Jesse Mulligan Reviews Korean BBQ 1946 Butchery, Bringing The Sizzle To Wairau Valley

Take your pick of 20 meats, 10 starters, 30 mains, 10 hotpots and a ‘special menu’.
This restaurant is a total delight - a meaty oasis among the big box stores of Wairau Park. Much like its neighbours, everything about 1946 Butchery is big … big room, big kitchen, big cuts of meat. And yet there was no room for me inside when I showed up one Friday night for dinner - I was shown to a table in the slightly less buzzy but still very pleasant semi-outdoor area, where the DIY BBQ is as useful to warm you up as it is to grill your beef.
I therefore didn’t get an opportunity to try out the restaurant’s pride and joy: ventilation chimneys that hover over each indoor table, sucking the smoke up and out of the dining room before spewing it into the chilly night air. If you’ve ever asked Auckland Council to sign off a pool fence, you can probably imagine how difficult it is to help them get their heads around a state-of-the-art BBQ ventilation system, and it sounds like installation was the easy part compared to explaining to the inspector why it was safe.

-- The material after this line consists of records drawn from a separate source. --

//! Lifts analyzed VM handlers to a `VMProto` instruction list and runs the
//! fixed-point peephole passes over it.

mod lift;
mod peephole;
mod proto;

pub use lift::lift_handler;
pub use peephole::{optimize, PeepholePass};
pub use proto::VMProto;

use crate::vm::VmContext;
use crate::Stats;

/// Builds a `VMProto` from analyzed context: handlers sorted by index,
/// lifted in order, then optimized to a fixed point.
pub fn reconstruct(ctx: &VmContext, source_name: &str, stats: &mut Stats) -> VMProto {
    let mut proto = VMProto::new(source_name);
    proto.constants = ctx.constants.clone();

    let mut handlers: Vec<_> = ctx.handlers.iter().collect();
    handlers.sort_by_key(|h| h.index);

    for handler in handlers {
        let lifted = lift_handler(handler);
        if lifted.len() == 1 && lifted[0].opcode == crate::vm::OpCode::Move && handler.opcode.is_none()
        {
            stats.warn(format!(
                "handler #{}: no recognizable body, emitted MOVE 0 0 0",
                handler.index
            ));
        }
        proto.code.extend(lifted);
        stats.handlers_processed += 1;
    }
    stats.instructions_reconstructed = proto.code.len();

    optimize(&mut proto);
    proto
}

#[cfg(test)]
mod tests {
    use super::*;
    use crate::vm::{AnalyzerStats, OpCode, VMHandler};

    #[test]
    fn reconstructs_and_orders_by_handler_index() {
        let ctx = VmContext {
            handlers: vec![
                VMHandler {
                    index: 1,
                    opcode: None,
                    body_code: "R[2] = R[3]".into(),
                    encrypted: false,
                    decrypted_code: None,
                },
                VMHandler {
                    index: 0,
                    opcode: None,
                    body_code: "R[0] = R[1]".into(),
                    encrypted: false,
                    decrypted_code: None,
                },
            ],
            constants: vec![],
            encryption: None,
            stats: AnalyzerStats::default(),
            decrypt_report: Default::default(),
        };
        let mut stats = Stats::default();
        let proto = reconstruct(&ctx, "chunk", &mut stats);
        assert_eq!(proto.code[0].opcode, OpCode::Move);
        assert_eq!(proto.code[0].a, 0);
        assert_eq!(proto.code[1].a, 2);
        assert_eq!(stats.handlers_processed, 2);
    }

    #[test]
    fn warns_on_unrecognized_handler() {
        let ctx = VmContext {
            handlers: vec![VMHandler {
                index: 0,
                opcode: None,
                body_code: "local unrelated = 1".into(),
                encrypted: false,
                decrypted_code: None,
            }],
            constants: vec![],
            encryption: None,
            stats: AnalyzerStats::default(),
            decrypt_report: Default::default(),
        };
        let mut stats = Stats::default();
        reconstruct(&ctx, "chunk", &mut stats);
        assert_eq!(stats.warnings.len(), 1);
    }
}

“Much easier in Seoul,” the owner told me. “Much less regulation.”
I’ll leave it to others to decide whether our authorities strike the right balance between safety and common sense, but next time I’m talking to Shane Jones, I might suggest we look at fast-tracking Korean BBQ joints with the same urgency as we do coal mines.
He’s a nice chatty character, this owner, and all the staff were kind too - one of them taking pity on me as I fumbled around with the grill plate.
“Look,” he said. “We’re not that busy - I’ll do it for you this time.”
I’m glad he did because a lot of this stuff was not intuitive for me. The boss man reckons 80% of his customers aren’t Korean but everybody seems to know what they’re doing, making it even more intimidating when you’re asked to choose between 20 types of meat, 10 starters, 30 mains, 10 hotpots and a “special menu”.

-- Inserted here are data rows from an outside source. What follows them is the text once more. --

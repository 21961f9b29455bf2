use crate::lexer::{tokenize, TokenKind};

/// Scans source text for strings shaped like an embedded Luraph key: a long
/// hex run, a long Base64-alphabet run, or the right-hand side of a `local
/// x = "..."` declaration with a literal at least 16 bytes long. Every
/// candidate is tried by the analyzer's auto-detect flow.
pub fn extract_candidate_keys(source: &str) -> Vec<Vec<u8>> {
    let mut out = Vec::new();
    scan_hex_runs(source, &mut out);
    scan_base64_runs(source, &mut out);
    scan_local_string_rhs(source, &mut out);
    out
}

fn scan_hex_runs(source: &str, out: &mut Vec<Vec<u8>>) {
    let bytes = source.as_bytes();
    let mut i = 0;
    while i < bytes.len() {
        if bytes[i].is_ascii_hexdigit() {
            let start = i;
            while i < bytes.len() && bytes[i].is_ascii_hexdigit() {
                i += 1;
            }
            if i - start >= 32 {
                if let Ok(key) = hex::decode(&source[start..start + 32]) {
                    out.push(key);
                }
            }
        } else {
            i += 1;
        }
    }
}

fn is_base64_alphabet(b: u8) -> bool {
    b.is_ascii_alphanumeric() || b == b'+' || b == b'/' || b == b'='
}

fn scan_base64_runs(source: &str, out: &mut Vec<Vec<u8>>) {
    let bytes = source.as_bytes();
    let mut i = 0;
    while i < bytes.len() {
        if is_base64_alphabet(bytes[i]) {
            let start = i;
            while i < bytes.len() && is_base64_alphabet(bytes[i]) {
                i += 1;
            }
            if i - start >= 16 {
                out.push(source[start..i].as_bytes().to_vec());
            }
        } else {
            i += 1;
        }
    }
}

fn strip_quotes(lexeme: &str) -> String {
    let bytes = lexeme.as_bytes();
    if bytes.len() >= 2 && (bytes[0] == b'"' || bytes[0] == b'\'') {
        lexeme[1..lexeme.len() - 1].to_string()
    } else {
        lexeme.to_string()
    }
}

fn scan_local_string_rhs(source: &str, out: &mut Vec<Vec<u8>>) {
    let (tokens, _) = tokenize(source.as_bytes());
    let toks: Vec<_> = tokens.into_iter().filter(|t| !t.kind.is_trivia()).collect();
    for w in toks.windows(4) {
        let is_local_name = w[0].kind == TokenKind::Local
            && matches!(w[1].kind, TokenKind::Name | TokenKind::ObfuscatedName)
            && w[2].kind == TokenKind::Assign;
        if !is_local_name {
            continue;
        }
        if !matches!(
            w[3].kind,
            TokenKind::String | TokenKind::EncryptedString
        ) {
            continue;
        }
        let content = strip_quotes(&w[3].lexeme);
        if content.len() >= 16 {
            out.push(content.into_bytes());
        }
    }
}

#[cfg(test)]
mod tests {
    use super::*;

    #[test]
    fn finds_hex_run() {
        let src = "local k = \"0123456789abcdef0123456789abcdef\"";
        let keys = extract_candidate_keys(src);
        assert!(keys.iter().any(|k| k.len() == 16));
    }

    #[test]
    fn finds_local_string_rhs() {
        let src = r#"local key = "this_is_a_long_enough_key""#;
        let keys = extract_candidate_keys(src);
        assert!(keys
            .iter()
            .any(|k| k == b"this_is_a_long_enough_key"));
    }

    #[test]
    fn ignores_short_strings() {
        let src = r#"local k = "short""#;
        let keys = extract_candidate_keys(src);
        assert!(!keys.iter().any(|k| k == b"short"));
    }
}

Sticking with the core premise of the restaurant, I ordered pork and beef for the BBQ and, after some discussion with the kitchen about what I was entitled to as a solo diner, they brought out the works, including six sauces, an equal number of side dishes, some complimentary sushi rice, and a plate of daikon slices for wrapping things up.
Then of course there was the raw meat - a huge hunk of pork belly and marinated beef rib, tucked into a bowl with pumpkin, mushroom, tomato and sweetcorn. You could eat one hundred mouthfuls of this meal and make each one different to the last.
I complained a couple of weeks ago at Wagyu Shogun that there wasn’t enough fat to properly grease the grill but that’s not a problem here: you are given a little knob of the stuff to apply whenever things start to dry out. My guy demonstrated that there is quite a difference in heat between the centre of the BBQ (scorching) and the perimeter (balmy), where you can safely put your meat to rest once it’s done to your liking. The other main thing you’ll need to get your head around is the metal snips, which are used to turn the giant hunk of meat into yummy bite-size bits.

The condiments are too complicated and numerous to list but highlights included a spring onion kimchi and a lovely little glass noodle-mayo situation, which was good enough to eat on its own. Then there were lots of lightly pickled this and that, and refillable sauces - the spicy mayonnaise was great, but actually, one of my favourite moments was taking a piece of golden-crunchy pork belly and simply sprinkling it with salt to bring out its natural piggy flavour.
Some of the best elements of the Butchery you only find out by chance. Those daikon slices aren’t big enough to wrap up a decent-sized package and it was only that I happened to inquire about using lettuce leaves instead that the waiter revealed their existence, delivering them shortly afterwards with raw garlic slices.
He gave me the lettuce for free, as the economics of being a solo diner don’t really work for some of the bigger banquet options. It was even a bit of a palaver working out if I was eligible for all the banchan side dishes given that I was by myself, and it would have been a shame to miss those. Not every restaurant works for a table for one, but this one really would if they perhaps thought just a little harder about how to do it well.

Of course, it’ll be even better with you and three friends, sharing the costs, passing around the pickles and yabbering away while one of you takes charge of the cooking. It’s a great addition to an unexpected part of town, and possibly the only street block in the city where you can have a Korean BBQ banquet and buy everything you need to build that new retaining wall.
1946 Butchery
Cuisine: Korean BBQ
Address: 231 Archers Rd, Wairau Valley
Contact: 0210 809 9641, 1946butchery.co.nz, @1946butchery_akl
Drinks: Fully licensed
Reservations: Accepted
Opening hours: From 11.30am, 7 days
From the menu: Pork Belly $31, marinated golbi beef $39, spring onion pancake $31
Rating: 17/20
Score: 0-7 Steer clear. 8-12 Disappointing, give it a miss. 13-15 Good, give it a go. 16-18 Great, plan a visit. 19-20 Outstanding, don’t delay.